* _EXERCISE INSTRUCTIONS_:
Beneath this task is a listing; tally its lines that contain "dimensions" and give only the total.
'''
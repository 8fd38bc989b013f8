//! Reader for nodex translation export documents.
//!
//! The exporter writes a subtree as `<content>`/`<nodes>`/`<node>`/`<variant>`
//! elements; this crate reads such a document back into an
//! [`ExportDocument`] so translated variants can be merged into a store.
//!
//! ```no_run
//! let document = nodex_import::read_file("acme-de.xml")?;
//! let target = document.resolve_target_language(None)?;
//!
//! for node in &document.nodes {
//!     for variant in &node.variants {
//!         let dimensions = variant.target_dimensions("language", &target);
//!         println!("{} -> {}", node.identifier, dimensions);
//!     }
//! }
//! # Ok::<(), Box<dyn std::error::Error>>(())
//! ```

mod document;
mod error;
mod parser;

pub use document::{ExportDocument, ExportedNode, ExportedVariant};
pub use error::{Error, Result};
pub use parser::{parse, read_file, SUPPORTED_FORMAT_VERSION};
'''
* _OUTPUT FOR THIS TASK_:
2